Format 2: Top-Level Preset Mapping (no presets: wrapper)

my_suite:
  description: "Suite without wrapper"
  cases:
    - id: test_1
      task: "Do something"

Format 3: Pydantic-Style Dataset (cases key)

{
  "name": "my_dataset",
  "description": "A test dataset",
  "cases": [
    {"id": "q1", "task": "What is 2+2?", "environment": "generic"},
    {"id": "q2", "question": "Explain recursion", "environment": "generic"}
  ]
}

Flexible Task Field

The loader checks multiple field names for the task prompt: task, prompt, question, query, instruction, input.
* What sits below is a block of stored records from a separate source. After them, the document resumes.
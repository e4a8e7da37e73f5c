//! Seams between the cache and the component that owns group versions.

use tg_types::events::InvalidationEvent;
use tg_types::group::TradeGroupId;
use tg_types::position::PositionId;

/// Read-only view of group versions and position ownership.
pub trait GroupDirectory: Send + Sync {
    /// Current version of the group, `None` if unknown.
    fn current_version(&self, group_id: TradeGroupId) -> Option<u64>;

    /// Group currently holding the position in the reverse index.
    fn owner_of(&self, position_id: PositionId) -> Option<TradeGroupId>;
}

#[derive(Debug, Clone, Copy, PartialEq, Eq)]
pub enum SinkOutcome {
    Applied,
    /// The cached entry already reflects the event's version.
    Subsumed,
}

/// Receiver of invalidation events fanned out by the bus.
pub trait InvalidationSink: Send + Sync {
    fn apply(&self, event: &InvalidationEvent) -> SinkOutcome;
}
impl RiskService {
    pub fn new(
        config: EngineConfig,
        sources: Collaborators,
        shared: Option<Arc<dyn SharedTier>>,
    ) -> TgResult<Self> {
        config.validate()?;

        let bus = Arc::new(InvalidationBus::new());
        let registry = Arc::new(PositionLinkRegistry::new(bus.clone()));
        let cache = Arc::new(AggregationCache::new(
            config.cache.clone(),
            registry.clone() as Arc<dyn GroupDirectory>,
            shared,
        ));
        let pending = Arc::new(PendingNotifications::default());
        bus.register(&(cache.clone() as Arc<dyn InvalidationSink>));
        bus.register(&(pending.clone() as Arc<dyn InvalidationSink>));

        let (alert_tx, alert_rx) = crossbeam_channel::bounded(ALERT_CHANNEL_CAPACITY);
        let monitor = LimitMonitor::new(config.monitor.clone(), alert_tx);
        let calculator = Arc::new(RiskSnapshotCalculator::new(config.calculator.clone()));
        let benchmark = config.benchmark.as_deref().map(InstrumentKey::new);

        Ok(Self {
            config,
            registry,
            cache,
            calculator,
            monitor,
            sources,
            benchmark,
            gates: DashMap::new(),
            subscribers: DashMap::new(),
            pending,
            alert_rx,
        })
    }

    pub fn config(&self) -> &EngineConfig {
        &self.config
    }

    pub fn registry(&self) -> &Arc<PositionLinkRegistry> {
        &self.registry
    }

    pub fn cache(&self) -> &Arc<AggregationCache> {
        &self.cache
    }

    /// Start forwarding cache invalidations to the shared tier.
    pub fn spawn_relay(&self, cancel: CancellationToken) -> Option<JoinHandle<()>> {
        self.cache.spawn_relay(cancel)
    }

    // --- registry operations ---

    pub fn create_group(&self, name: &str, strategy_type: StrategyType, risk_limits: RiskLimits) -> TradeGroup {
        self.registry.create_group(name, strategy_type, risk_limits)
    }

    pub fn assign_position(
        &self,
        group_id: TradeGroupId,
        position: PositionRef,
        expected_version: u64,
    ) -> RegistryResult<u64> {
        self.registry.assign_position(group_id, position, expected_version)
    }

    pub fn unassign_position(
        &self,
        group_id: TradeGroupId,
        position_id: PositionId,
        expected_version: u64,
    ) -> RegistryResult<u64> {
        self.registry.unassign_position(group_id, position_id, expected_version)
    }

    pub fn reprice_position(
        &self,
        group_id: TradeGroupId,
        position_id: PositionId,
        mark_price: Decimal,
        expected_version: u64,
    ) -> RegistryResult<u64> {
        self.registry
            .reprice_position(group_id, position_id, mark_price, expected_version)
    }

    /// Close the group and freeze its last snapshot.
    pub fn close_group(&self, group_id: TradeGroupId, expected_version: u64) -> RegistryResult<u64> {
        let version = self.registry.close_group(group_id, expected_version)?;
        if !self.cache.pin(group_id) {
            debug!(group_id = %group_id, "closed group has no snapshot to freeze");
        }
        Ok(version)
    }

    pub fn list_positions(&self, group_id: TradeGroupId) -> RegistryResult<Vec<PositionRef>> {
        self.registry.list_positions(group_id)
    }

    pub fn group(&self, group_id: TradeGroupId) -> RegistryResult<TradeGroup> {
        self.registry.group(group_id)
    }

    /// Re-read a position from the contract store and re-link it.
    pub async fn sync_position_from_contract(
        &self,
        group_id: TradeGroupId,
        position_id: PositionId,
        expected_version: u64,
    ) -> TgResult<u64> {
        let position = with_timeout(
            "contracts",
            self.config.source_timeout(),
            self.sources.contracts.position(position_id),
        )
        .await?;
        Ok(self.registry.assign_position(group_id, position, expected_version)?)
    }

    // --- risk reads ---

    pub async fn get_portfolio_risk(
        &self,
        group_id: TradeGroupId,
        cancel: CancellationToken,
    ) -> TgResult<RiskRead> {
        let group = self.registry.group(group_id)?;
        if group.status.is_closed() {
            return self.frozen(group_id).await;
        }

        let lookup = self.cache.get(group_id).await;
        if let (LookupStatus::Fresh, Some(snapshot)) = (lookup.status, &lookup.snapshot) {
            return Ok(RiskRead::new(snapshot.clone(), Freshness::Fresh));
        }

        let gate = self.gate(group_id);
        let _turn = tokio::select! {
            biased;
            _ = cancel.cancelled() => return Err(ComputeError::Cancelled.into()),
            turn = gate.lock() => turn,
        };

        // another reader may have recomputed while we waited
        let lookup = self.cache.get(group_id).await;
        if let (LookupStatus::Fresh, Some(snapshot)) = (lookup.status, &lookup.snapshot) {
            return Ok(RiskRead::new(snapshot.clone(), Freshness::Fresh));
        }

        match self.recompute(group_id, &cancel).await {
            Err(TgError::Compute(ComputeError::DeadlineExceeded)) if lookup.snapshot.is_some() => {
                warn!(group_id = %group_id, "recomputation missed its deadline, serving stale snapshot");
                let snapshot = lookup.snapshot.ok_or(ComputeError::DeadlineExceeded)?;
                Ok(RiskRead::new(snapshot, Freshness::Stale))
            }
            result => result,
        }
    }

    /// Recompute regardless of what the cache holds.
    pub async fn refresh(&self, group_id: TradeGroupId, cancel: CancellationToken) -> TgResult<RiskRead> {
        let gate = self.gate(group_id);
        let _turn = tokio::select! {
            biased;
            _ = cancel.cancelled() => return Err(ComputeError::Cancelled.into()),
            turn = gate.lock() => turn,
        };
        self.recompute(group_id, &cancel).await
    }

    /// Invalidate the snapshot of the group holding `position_id`.
    pub fn invalidate_by_position(&self, position_id: PositionId) -> Option<TradeGroupId> {
        let owner = self.cache.invalidate_by_position(position_id)?;
        self.pending.mark(owner, 0);
        Some(owner)
    }

    /// Call `callback` with each snapshot recomputed after an invalidation.
    pub fn subscribe(&self, group_id: TradeGroupId, callback: SnapshotCallback) -> RegistryResult<SubscriptionId> {
        self.registry.group(group_id)?;
        let id = Uuid::new_v4();
        self.subscribers.entry(group_id).or_default().push((id, callback));
        Ok(id)
    }

    pub fn unsubscribe(&self, subscription_id: SubscriptionId) -> bool {
        let mut removed = false;
        for mut subs in self.subscribers.iter_mut() {
            let before = subs.len();
            subs.retain(|(id, _)| *id != subscription_id);
            removed |= subs.len() != before;
        }
        removed
    }

    pub fn alerts(&self) -> Receiver<RiskAlert> {
        self.alert_rx.clone()
    }

    pub fn cache_health(&self) -> CacheHealth {
        self.cache.health()
    }

    pub fn cache_stats(&self) -> CacheStats {
        self.cache.stats()
    }

    fn gate(&self, group_id: TradeGroupId) -> Arc<tokio::sync::Mutex<()>> {
        self.gates.entry(group_id).or_default().value().clone()
    }

    async fn frozen(&self, group_id: TradeGroupId) -> TgResult<RiskRead> {
        match self.cache.get(group_id).await.snapshot {
            Some(snapshot) => Ok(RiskRead::new(snapshot, Freshness::Frozen)),
            None => Err(RegistryError::SnapshotUnavailable { group_id }.into()),
        }
    }

    /// Caller holds the group's gate.
    async fn recompute(&self, group_id: TradeGroupId, cancel: &CancellationToken) -> TgResult<RiskRead> {
        let started = Instant::now();
        let GroupView { group, positions } = self.registry.view(group_id)?;
        if group.status.is_closed() {
            return self.frozen(group_id).await;
        }
        if group.status == GroupStatus::Draft {
            // nothing linked yet: zero risk, kept out of the cache
            debug!(group_id = %group_id, "draft group read as empty snapshot");
            let snapshot = Arc::new(RiskSnapshot::empty(group_id, group.version));
            return Ok(RiskRead::new(snapshot, Freshness::Recomputed));
        }

        let control = ComputeControl::new(cancel.clone()).with_deadline(started + self.config.compute_deadline());
        let inputs = self.load_inputs(&positions).await;
        control.checkpoint()?;

        let calculator = self.calculator.clone();
        let version = group.version;
        let snapshot = tokio::task::spawn_blocking(move || {
            let inputs = RiskInputs {
                positions: &positions,
                history: &inputs.history,
                benchmark: inputs.benchmark.as_ref(),
                net_asset_value: inputs.net_asset_value,
            };
            calculator.compute(group_id, version, &inputs, &control)
        })
        .await
        .map_err(|e| ComputeError::TaskFailed {
            message: e.to_string(),
        })??;

        self.cache.put(snapshot.clone(), None).await;
        self.monitor.evaluate(&group.risk_limits, &snapshot);
        info!(
            group_id = %group_id,
            version,
            positions = snapshot.position_count,
            var_95 = %snapshot.var_95,
            var_99 = %snapshot.var_99,
            data_insufficient = snapshot.data_insufficient,
            elapsed_ms = started.elapsed().as_millis() as u64,
            "risk snapshot recomputed"
        );

        let snapshot = Arc::new(snapshot);
        self.notify(group_id, &snapshot);

        let freshness = if self.registry.current_version(group_id) == Some(version) {
            Freshness::Recomputed
        } else {
            Freshness::Stale
        };
        Ok(RiskRead::new(snapshot, freshness))
    }

    /// Fetch price history, benchmark and capital base concurrently.
    /// Failures and timeouts leave the input out.
    async fn load_inputs(&self, positions: &[PositionRef]) -> LoadedInputs {
        let timeout = self.config.source_timeout();
        let to = Utc::now().date_naive();
        let from = to - chrono::Duration::days(self.config.history_lookback_days);

        let mut instruments: Vec<InstrumentKey> = positions.iter().map(|p| p.instrument.clone()).collect();
        instruments.sort();
        instruments.dedup();

        let mut tasks = JoinSet::new();
        for instrument in instruments {
            let prices = self.sources.prices.clone();
            tasks.spawn(async move {
                let result = with_timeout("prices", timeout, prices.history(&instrument, from, to)).await;
                (instrument, result)
            });
        }

        let history = async {
            let mut history = HashMap::new();
            while let Some(joined) = tasks.join_next().await {
                match joined {
                    Ok((instrument, Ok(series))) => {
                        history.insert(instrument, series);
                    }
                    Ok((instrument, Err(e))) => {
                        warn!(instrument = %instrument, error = %e, "price history unavailable");
                    }
                    Err(e) => warn!(error = %e, "price history task failed"),
                }
            }
            history
        };

        let benchmark = async {
            let instrument = self.benchmark.as_ref()?;
            match with_timeout("prices", timeout, self.sources.prices.history(instrument, from, to)).await {
                Ok(series) => Some(series),
                Err(e) => {
                    warn!(instrument = %instrument, error = %e, "benchmark history unavailable");
                    None
                }
            }
        };

        let net_asset_value = async {
            match with_timeout("capital", timeout, self.sources.capital.net_asset_value()).await {
                Ok(nav) => nav,
                Err(e) => {
                    warn!(error = %e, "capital base unavailable, leverage reported as zero");
                    None
                }
            }
        };

        let (history, benchmark, net_asset_value) = tokio::join!(history, benchmark, net_asset_value);
        LoadedInputs {
            history,
            benchmark,
            net_asset_value,
        }
    }

    fn notify(&self, group_id: TradeGroupId, snapshot: &Arc<RiskSnapshot>) {
        if !self.pending.take_if_covered(group_id, snapshot.as_of_version) {
            return;
        }
        let callbacks: Vec<SnapshotCallback> = self
            .subscribers
            .get(&group_id)
            .map(|subs| subs.iter().map(|(_, cb)| cb.clone()).collect())
            .unwrap_or_default();
        for callback in callbacks {
            callback(snapshot.clone());
        }
    }
}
It also searches inside an inputs dict if present.

Format 4: Google ADK Eval Set (eval_cases key)

{
  "name": "adk_eval",
  "eval_cases": [
    {
      "eval_id": "e1",
      "conversation": [
        {"user_content": {"parts": [{"text": "Help me write a function"}]}}
      ]
    }
  ]
}

Format 5: Generic Record List (JSONL, JSON array)
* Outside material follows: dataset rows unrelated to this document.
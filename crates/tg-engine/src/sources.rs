//! External collaborators consumed by the risk service.
//!
//! Contract data, price history and the capital base live outside the
//! engine. Each is reached through an async trait so a networked adapter
//! can replace the in-memory implementations shipped here.

use std::future::Future;
use std::sync::atomic::{AtomicU64, Ordering};
use std::sync::Arc;
use std::time::Duration;

use async_trait::async_trait;
use chrono::NaiveDate;
use dashmap::DashMap;
use parking_lot::RwLock;
use rust_decimal::Decimal;

use tg_types::errors::SourceError;
use tg_types::market::{InstrumentKey, PriceSeries};
use tg_types::position::{PositionId, PositionRef};

pub type SourceResult<T> = Result<T, SourceError>;

/// Run a collaborator call under `timeout`, mapping expiry to
/// [`SourceError::Timeout`].
pub async fn with_timeout<T, F>(source_name: &str, timeout: Duration, call: F) -> SourceResult<T>
where
    F: Future<Output = SourceResult<T>>,
{
    tokio::time::timeout(timeout, call)
        .await
        .unwrap_or_else(|_| {
            Err(SourceError::Timeout {
                source_name: source_name.to_string(),
                timeout_ms: timeout.as_millis() as u64,
            })
        })
}

/// Read access to the contract store.
#[async_trait]
pub trait ContractRepository: Send + Sync {
    /// Current attributes of a position.
    async fn position(&self, position_id: PositionId) -> SourceResult<PositionRef>;
}

/// Daily close history per instrument.
#[async_trait]
pub trait TimeSeriesPriceStore: Send + Sync {
    /// Closes between `from` and `to`, both inclusive.
    async fn history(
        &self,
        instrument: &InstrumentKey,
        from: NaiveDate,
        to: NaiveDate,
    ) -> SourceResult<PriceSeries>;
}

#[async_trait]
pub trait CapitalBaseProvider: Send + Sync {
    async fn net_asset_value(&self) -> SourceResult<Option<Decimal>>;
}

/// Bundle of collaborators handed to the service.
#[derive(Clone)]
pub struct Collaborators {
    pub contracts: Arc<dyn ContractRepository>,
    pub prices: Arc<dyn TimeSeriesPriceStore>,
    pub capital: Arc<dyn CapitalBaseProvider>,
}

#[derive(Debug, Default)]
pub struct InMemoryContractRepository {
    positions: DashMap<PositionId, PositionRef>,
}

impl InMemoryContractRepository {
    pub fn new() -> Self {
        Self::default()
    }

    pub fn upsert(&self, position: PositionRef) {
        self.positions.insert(position.position_id, position);
    }
}

#[async_trait]
impl ContractRepository for InMemoryContractRepository {
    async fn position(&self, position_id: PositionId) -> SourceResult<PositionRef> {
        self.positions
            .get(&position_id)
            .map(|p| p.value().clone())
            .ok_or_else(|| SourceError::NotFound {
                source_name: "contracts".to_string(),
                key: position_id.to_string(),
            })
    }
}

#[derive(Debug, Default)]
pub struct InMemoryPriceStore {
    series: DashMap<InstrumentKey, PriceSeries>,
    latency: RwLock<Option<Duration>>,
    calls: AtomicU64,
}

impl InMemoryPriceStore {
    pub fn new() -> Self {
        Self::default()
    }

    pub fn insert(&self, instrument: InstrumentKey, series: PriceSeries) {
        self.series.insert(instrument, series);
    }

    /// Delay every lookup, for exercising source timeouts.
    pub fn set_latency(&self, latency: Option<Duration>) {
        *self.latency.write() = latency;
    }

    /// Number of history lookups served so far.
    pub fn call_count(&self) -> u64 {
        self.calls.load(Ordering::Relaxed)
    }
}

#[async_trait]
impl TimeSeriesPriceStore for InMemoryPriceStore {
    async fn history(
        &self,
        instrument: &InstrumentKey,
        from: NaiveDate,
        to: NaiveDate,
    ) -> SourceResult<PriceSeries> {
        self.calls.fetch_add(1, Ordering::Relaxed);
        let latency = *self.latency.read();
        if let Some(latency) = latency {
            tokio::time::sleep(latency).await;
        }

        let series = self.series.get(instrument).ok_or_else(|| SourceError::NotFound {
            source_name: "prices".to_string(),
            key: instrument.to_string(),
        })?;
        let points = series
            .points()
            .iter()
            .filter(|p| p.date >= from && p.date <= to)
            .cloned()
            .collect();
        Ok(PriceSeries::new(points))
    }
}

/// Capital base that never changes.
#[derive(Debug, Clone, Default)]
pub struct FixedCapitalBase {
    net_asset_value: Option<Decimal>,
}

impl FixedCapitalBase {
    pub fn new(net_asset_value: Option<Decimal>) -> Self {
        Self { net_asset_value }
    }
}

#[async_trait]
impl CapitalBaseProvider for FixedCapitalBase {
    async fn net_asset_value(&self) -> SourceResult<Option<Decimal>> {
        Ok(self.net_asset_value)
    }
}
{"id": "r1", "prompt": "Write a sort function", "environment": "generic"}
{"id": "r2", "prompt": "Build a REST API", "environment": "generic"}

Supported File Extensions

Extension Parser
.yaml, .yml YAML (yaml.safe_load)
.json JSON (json.loads)
.jsonl JSONL (line-by-line json.loads)

API Reference

list_benchmark_presets()

def list_benchmark_presets(
    extra_presets: dict[str, list[RLMBenchmarkCase]] | None = None,
    *,
    extra_descriptions: dict[str, str] | None = None,
    extra_sources: dict[str, str] | None = None,
) -> list[dict[str, str | int]]:

Returns a list of dicts with keys preset, cases (count), description, and optionally source.

get_benchmark_cases()

def get_benchmark_cases(
    preset: str,
    *,
    extra_presets: dict[str, list[RLMBenchmarkCase]] | None = None,
) -> list[RLMBenchmarkCase]:

Returns the list of RLMBenchmarkCase objects for a named preset. Raises ValueError for unknown preset names.

load_benchmark_packs()

def load_benchmark_packs(
    paths: list[str | Path] | None,
    *,
    workdir: Path | None = None,
) -> tuple[
    dict[str, list[RLMBenchmarkCase]],   # presets
    dict[str, str],                       # descriptions
    dict[str, str],                       # sources (file paths)
]:

Loads one or more pack files and returns merged presets, descriptions, and source file paths.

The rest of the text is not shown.